MRI is more sensitive and specific for assessing bone composition. MRI enables assessment of the average molecular composition of soft tissues and thus provides information regarding the relative fat content of marrow. In adult humans, "yellow" fatty marrow is the dominant tissue in bones, particularly in the (peripheral) appendicular skeleton. Because fat molecules have a high T1-relaxivity, T1-weighted imaging sequences show "yellow" fatty marrow as bright (hyperintense). Furthermore, normal fatty marrow loses signal on fat-saturation sequences, in a similar pattern to subcutaneous fat.
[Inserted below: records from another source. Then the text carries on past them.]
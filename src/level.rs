//! Level layout: terrain, landing pads and pickups built from [`LanderConfig`].
//!
//! Every entity spawned here carries [`LevelEntity`] so a restart can clear
//! the level and rebuild it, bringing collected pickups back.  Shapes are
//! drawn by Rapier's debug renderer.

use crate::config::LanderConfig;
use crate::lander::{CoinPickup, FuelPickup, LandingPad};
use bevy::prelude::*;
use bevy_rapier2d::prelude::*;

/// Tag for everything [`spawn_level`] creates.
#[derive(Component)]
pub struct LevelEntity;

/// Startup system wrapper around [`build_level`].
pub fn spawn_level(mut commands: Commands, config: Res<LanderConfig>) {
    build_level(&mut commands, &config);
}

/// Spawn terrain, pads and pickups.  A pad with an invalid multiplier is
/// reported and skipped.
pub fn build_level(commands: &mut Commands, config: &LanderConfig) {
    for block in &config.terrain {
        commands.spawn((
            LevelEntity,
            RigidBody::Fixed,
            Collider::cuboid(block.half_width, block.half_height),
            Transform::from_xyz(block.x, block.y, 0.0),
        ));
    }

    for (index, pad) in config.pads.iter().enumerate() {
        let landing_pad = match LandingPad::new(index, pad.score_multiplier) {
            Ok(landing_pad) => landing_pad,
            Err(e) => {
                error!("Skipping pad: {e}");
                continue;
            }
        };
        commands.spawn((
            LevelEntity,
            landing_pad,
            RigidBody::Fixed,
            Collider::cuboid(pad.half_width, 0.25),
            Transform::from_xyz(pad.x, pad.y, 0.0),
        ));
    }

    for pickup in &config.fuel_pickups {
        commands.spawn((
            LevelEntity,
            FuelPickup,
            Sensor,
            Collider::ball(config.pickup_radius),
            Transform::from_xyz(pickup.x, pickup.y, 0.0),
        ));
    }

    for coin in &config.coins {
        commands.spawn((
            LevelEntity,
            CoinPickup,
            Sensor,
            Collider::ball(config.pickup_radius),
            Transform::from_xyz(coin.x, coin.y, 0.0),
        ));
    }

    debug!(
        "Level built: {} terrain, {} pads, {} fuel, {} coins",
        config.terrain.len(),
        config.pads.len(),
        config.fuel_pickups.len(),
        config.coins.len()
    );
}

/// Despawn every [`LevelEntity`] and build the layout again.
pub fn rebuild_level(
    commands: &mut Commands,
    config: &LanderConfig,
    existing: impl IntoIterator<Item = Entity>,
) {
    for entity in existing {
        commands.entity(entity).despawn();
    }
    build_level(commands, config);
}

#[cfg(test)]
mod tests {
    use super::*;

    fn build_app(config: LanderConfig) -> App {
        let mut app = App::new();
        app.add_plugins(MinimalPlugins);
        app.insert_resource(config);
        app.add_systems(Startup, spawn_level);
        app.update();
        app
    }

    fn count<T: Component>(app: &mut App) -> usize {
        app.world_mut()
            .query_filtered::<(), With<T>>()
            .iter(app.world())
            .count()
    }

    #[test]
    fn default_layout_spawns_every_piece() {
        let mut app = build_app(LanderConfig::default());
        assert_eq!(count::<LandingPad>(&mut app), 1);
        assert_eq!(count::<FuelPickup>(&mut app), 1);
        assert_eq!(count::<CoinPickup>(&mut app), 1);
        // terrain + pad + fuel + coin
        assert_eq!(count::<LevelEntity>(&mut app), 4);
    }

    #[test]
    fn pad_carries_configured_multiplier() {
        let mut app = build_app(LanderConfig::default());
        let pad = app
            .world_mut()
            .query::<&LandingPad>()
            .single(app.world())
            .unwrap();
        assert_eq!(pad.score_multiplier(), 2.0);
    }

    #[test]
    fn invalid_pad_is_skipped() {
        let mut config = LanderConfig::default();
        config.pads[0].score_multiplier = -1.0;
        let mut app = build_app(config);
        assert_eq!(count::<LandingPad>(&mut app), 0);
        assert_eq!(count::<LevelEntity>(&mut app), 3);
    }

    #[test]
    fn rebuild_restores_collected_pickups() {
        let mut app = build_app(LanderConfig::default());
        let coin = app
            .world_mut()
            .query_filtered::<Entity, With<CoinPickup>>()
            .single(app.world())
            .unwrap();
        app.world_mut().despawn(coin);
        assert_eq!(count::<CoinPickup>(&mut app), 0);

        app.add_systems(
            Update,
            |mut commands: Commands, config: Res<LanderConfig>, q: Query<Entity, With<LevelEntity>>| {
                rebuild_level(&mut commands, &config, q.iter());
            },
        );
        app.update();

        assert_eq!(count::<CoinPickup>(&mut app), 1);
        assert_eq!(count::<LevelEntity>(&mut app), 4);
    }
}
When "yellow" fatty marrow becomes replaced by tissue with more cellular composition, this change is apparent as decreased brightness on T1-weighted sequences. Both normal "red" marrow and pathologic marrow lesions (such as cancer) are darker than "yellow" marrow on T1-weight sequences, although can often be distinguished by comparison with the MR signal intensity of adjacent soft tissues. Normal "red" marrow is typically equivalent or brighter than skeletal muscle or intervertebral disc on T1-weighted sequences.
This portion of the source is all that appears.